The Flexible Firms

Some years ago, we attended a hi-fi show in New York City where one of the exhibitors was RCA Victor. Their presence there would have been forgotten were it not for the fact that their exhibit, featuring their own discs played on their own line of phonographs, was producing some of the filthiest sound at the entire show. And that, in the proverbial nutshell, is why you never see reports in Stereophile on equipment made by RCA, Philco or General Electric.

The so-called Big Manufacturers always seem to be about 10 years behind the state of the audio art. One reason for this is of course their very bigness, and bigness in business (as in phono styli) implies inertia—resistance to change. But the major reason for this technological lag is the undiscriminating market for which the big firms produce their "home-entertainment" equipment. Their buyers choose features and cabinet styling; they do not buy sonic perfection, and wouldn't recognize it if they heard it.

The audio perfectionist is served by the small, sometimes-one-man "company" that is closely attuned to the desires of its potential customers, and is in a position to make changes in products at the drop of a critique. And since the audio perfectionist is never satisfied, the perfectionist manufacturer is never through improving his products.

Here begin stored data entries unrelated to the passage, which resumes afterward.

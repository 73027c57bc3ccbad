//! Durable request records.
//!
//! A [`QueuedRequest`] is the persisted form of an outbound HTTP request. It
//! owns everything needed to rebuild the request later (method, URL, header
//! list and body bytes) and is immutable once created.
//!
//! ## Conversion
//!
//! - [`QueuedRequest::encode`] captures a live [`reqwest::Request`] by
//!   reference, so the caller keeps a usable request afterwards.
//! - [`QueuedRequest::decode`] rebuilds a fresh request that can be handed to
//!   a transport exactly once.
//!
//! ## Example
//!
//! ```rust
//! use courier::QueuedRequest;
//!
//! let client = reqwest::Client::new();
//! let request = client
//!     .put("https://example.com/items/1")
//!     .header("content-type", "text/plain")
//!     .body("x")
//!     .build()
//!     .unwrap();
//!
//! let record = QueuedRequest::encode(&request).unwrap();
//! assert_eq!(record.method(), "PUT");
//! assert_eq!(record.body(), b"x");
//!
//! // The original request is untouched.
//! assert_eq!(request.body().and_then(|b| b.as_bytes()), Some(&b"x"[..]));
//! ```

use reqwest::header::{HeaderName, HeaderValue};
use reqwest::{Method, Url};
use tracing_error::SpanTrace;

/// Persisted form of an outbound HTTP request.
#[derive(Debug, Clone, PartialEq, Eq)]
pub struct QueuedRequest {
    method: String,
    url: String,
    headers: Vec<(String, Vec<u8>)>,
    body: Vec<u8>,
}

impl QueuedRequest {
    pub(crate) fn from_parts(
        method: String,
        url: String,
        headers: Vec<(String, Vec<u8>)>,
        body: Vec<u8>,
    ) -> Self {
        Self {
            method,
            url,
            headers,
            body,
        }
    }

    /// Capture a request into an owned record.
    ///
    /// Header values are kept as raw bytes, so values that are not UTF-8
    /// survive unchanged. The body must be buffered: a streaming body cannot
    /// be read without consuming the caller's request and is rejected.
    pub fn encode(request: &reqwest::Request) -> Result<Self, CodecError> {
        let body = match request.body() {
            None => Vec::new(),
            Some(body) => body
                .as_bytes()
                .ok_or_else(CodecError::streaming_body)?
                .to_vec(),
        };

        let headers = request
            .headers()
            .iter()
            .map(|(name, value)| (name.as_str().to_owned(), value.as_bytes().to_vec()))
            .collect();

        Ok(Self {
            method: request.method().as_str().to_owned(),
            url: request.url().as_str().to_owned(),
            headers,
            body,
        })
    }

    /// Rebuild a one-shot request from this record.
    pub fn decode(&self) -> Result<reqwest::Request, CodecError> {
        let method = Method::from_bytes(self.method.as_bytes())
            .map_err(|e| CodecError::method(&self.method, Box::new(e)))?;
        let url = Url::parse(&self.url).map_err(|e| CodecError::url(&self.url, Box::new(e)))?;

        let mut request = reqwest::Request::new(method, url);
        for (name, value) in &self.headers {
            let header_name = HeaderName::from_bytes(name.as_bytes())
                .map_err(|e| CodecError::header(name, Box::new(e)))?;
            let header_value = HeaderValue::from_bytes(value)
                .map_err(|e| CodecError::header(name, Box::new(e)))?;
            request.headers_mut().append(header_name, header_value);
        }
        if !self.body.is_empty() {
            *request.body_mut() = Some(self.body.clone().into());
        }

        Ok(request)
    }

    pub fn method(&self) -> &str {
        &self.method
    }

    pub fn url(&self) -> &str {
        &self.url
    }

    /// Header pairs in their original order, duplicates included.
    pub fn headers(&self) -> &[(String, Vec<u8>)] {
        &self.headers
    }

    pub fn body(&self) -> &[u8] {
        &self.body
    }

    /// Whether a later request of this kind fully replaces earlier ones for
    /// the same URL (PUT and DELETE).
    pub fn is_idempotent_replace(&self) -> bool {
        is_idempotent_replace(&self.method)
    }
}

pub(crate) fn is_idempotent_replace(method: &str) -> bool {
    method == Method::PUT.as_str() || method == Method::DELETE.as_str()
}

/// Error returned when a request cannot be captured or rebuilt.
#[derive(Debug)]
pub struct CodecError {
    context: SpanTrace,
    kind: CodecErrorKind,
}

/// Codec error kinds.
#[derive(Debug)]
pub enum CodecErrorKind {
    /// The request body is a stream and cannot be copied.
    StreamingBody,
    /// A header name or value is not representable.
    Header { name: String, source: tower::BoxError },
    /// The stored method is not a valid HTTP method token.
    Method { method: String, source: tower::BoxError },
    /// The stored URL does not parse.
    Url { url: String, source: tower::BoxError },
}

impl CodecError {
    fn new(kind: CodecErrorKind) -> Self {
        Self {
            context: SpanTrace::capture(),
            kind,
        }
    }

    fn streaming_body() -> Self {
        Self::new(CodecErrorKind::StreamingBody)
    }

    fn header(name: &str, source: tower::BoxError) -> Self {
        Self::new(CodecErrorKind::Header {
            name: name.to_owned(),
            source,
        })
    }

    fn method(method: &str, source: tower::BoxError) -> Self {
        Self::new(CodecErrorKind::Method {
            method: method.to_owned(),
            source,
        })
    }

    fn url(url: &str, source: tower::BoxError) -> Self {
        Self::new(CodecErrorKind::Url {
            url: url.to_owned(),
            source,
        })
    }

    pub fn kind(&self) -> &CodecErrorKind {
        &self.kind
    }
}

impl std::fmt::Display for CodecError {
    fn fmt(&self, f: &mut std::fmt::Formatter<'_>) -> std::fmt::Result {
        match &self.kind {
            CodecErrorKind::StreamingBody => writeln!(f, "Request body is not buffered"),
            CodecErrorKind::Header { name, source } => {
                writeln!(f, "Invalid header {name}: {source}")
            }
            CodecErrorKind::Method { method, source } => {
                writeln!(f, "Invalid method {method}: {source}")
            }
            CodecErrorKind::Url { url, source } => writeln!(f, "Invalid url {url}: {source}"),
        }?;
        self.context.fmt(f)
    }
}

impl std::error::Error for CodecError {
    fn source(&self) -> Option<&(dyn std::error::Error + 'static)> {
        match &self.kind {
            CodecErrorKind::StreamingBody => None,
            CodecErrorKind::Header { source, .. }
            | CodecErrorKind::Method { source, .. }
            | CodecErrorKind::Url { source, .. } => Some(source.as_ref()),
        }
    }
}

#[cfg(test)]
mod tests {
    use super::*;

    fn put(url: &str, body: &'static str) -> reqwest::Request {
        reqwest::Client::new()
            .put(url)
            .header("x-trace", "a")
            .header("accept", "text/plain")
            .header("x-trace", "b")
            .body(body)
            .build()
            .unwrap()
    }

    #[test]
    fn encode_captures_all_parts() {
        let request = put("https://example.com/items/1", "x");
        let record = QueuedRequest::encode(&request).unwrap();

        assert_eq!(record.method(), "PUT");
        assert_eq!(record.url(), "https://example.com/items/1");
        assert_eq!(record.body(), b"x");
        assert_eq!(
            record
                .headers()
                .iter()
                .filter(|(name, _)| name == "x-trace")
                .map(|(_, value)| value.as_slice())
                .collect::<Vec<_>>(),
            vec![&b"a"[..], &b"b"[..]]
        );
    }

    #[test]
    fn encode_leaves_original_usable() {
        let request = put("https://example.com/items/1", "payload");
        let _ = QueuedRequest::encode(&request).unwrap();

        let copy = request.try_clone().expect("body still buffered");
        assert_eq!(
            copy.body().and_then(|b| b.as_bytes()),
            Some(&b"payload"[..])
        );
    }

    #[test]
    fn decode_rebuilds_request() {
        let record = QueuedRequest::encode(&put("https://example.com/items/1", "x")).unwrap();
        let request = record.decode().unwrap();

        assert_eq!(request.method(), Method::PUT);
        assert_eq!(request.url().as_str(), "https://example.com/items/1");
        assert_eq!(request.body().and_then(|b| b.as_bytes()), Some(&b"x"[..]));
        let traces: Vec<_> = request.headers().get_all("x-trace").iter().collect();
        assert_eq!(traces, vec!["a", "b"]);
    }

    #[test]
    fn non_utf8_header_values_round_trip() {
        let mut request = put("https://example.com/items/1", "x");
        request
            .headers_mut()
            .insert("x-label", HeaderValue::from_bytes(b"caf\xe9").unwrap());

        let record = QueuedRequest::encode(&request).unwrap();
        assert!(
            record
                .headers()
                .iter()
                .any(|(name, value)| name == "x-label" && value == b"caf\xe9")
        );

        let rebuilt = record.decode().unwrap();
        assert_eq!(
            rebuilt.headers().get("x-label").map(|v| v.as_bytes()),
            Some(&b"caf\xe9"[..])
        );
    }

    #[test]
    fn decode_rejects_unrepresentable_header_value() {
        let record = QueuedRequest::from_parts(
            "PUT".into(),
            "https://example.com/items/1".into(),
            vec![("x-label".into(), b"line\nbreak".to_vec())],
            Vec::new(),
        );
        let err = record.decode().unwrap_err();
        assert!(matches!(err.kind(), CodecErrorKind::Header { .. }));
    }

    #[test]
    fn empty_body_decodes_to_no_body() {
        let request = reqwest::Client::new()
            .delete("https://example.com/items/1")
            .build()
            .unwrap();
        let record = QueuedRequest::encode(&request).unwrap();

        assert!(record.body().is_empty());
        assert!(record.decode().unwrap().body().is_none());
    }

    #[test]
    fn decode_rejects_corrupt_record() {
        let record = QueuedRequest::from_parts(
            "PUT".into(),
            "not a url".into(),
            Vec::new(),
            Vec::new(),
        );
        let err = record.decode().unwrap_err();
        assert!(matches!(err.kind(), CodecErrorKind::Url { .. }));
    }

    #[test]
    fn classifies_idempotent_replace_methods() {
        assert!(is_idempotent_replace("PUT"));
        assert!(is_idempotent_replace("DELETE"));
        assert!(!is_idempotent_replace("POST"));
        assert!(!is_idempotent_replace("PATCH"));
        assert!(!is_idempotent_replace("GET"));
    }
}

In truth, the typical perfectionist manufacturer never intended to get into the manufacturing business at all, but was forced into it by the growing number of friends and friends of friends who heard the device, liked it, and wanted one of their own. The result of getting into business like this is, often, disaster!

Since such products are rarely field-tested, the manufacturer may have to build (in his basement) and sell a dozen or so of them before some users discover it interacts poorly with some other components and blows speakers or amps, it contains a "weak" part that breaks down after several months of use, and another manufacturer has just come out with a similar device that sounds a hair better. And it's back to the old drawing board.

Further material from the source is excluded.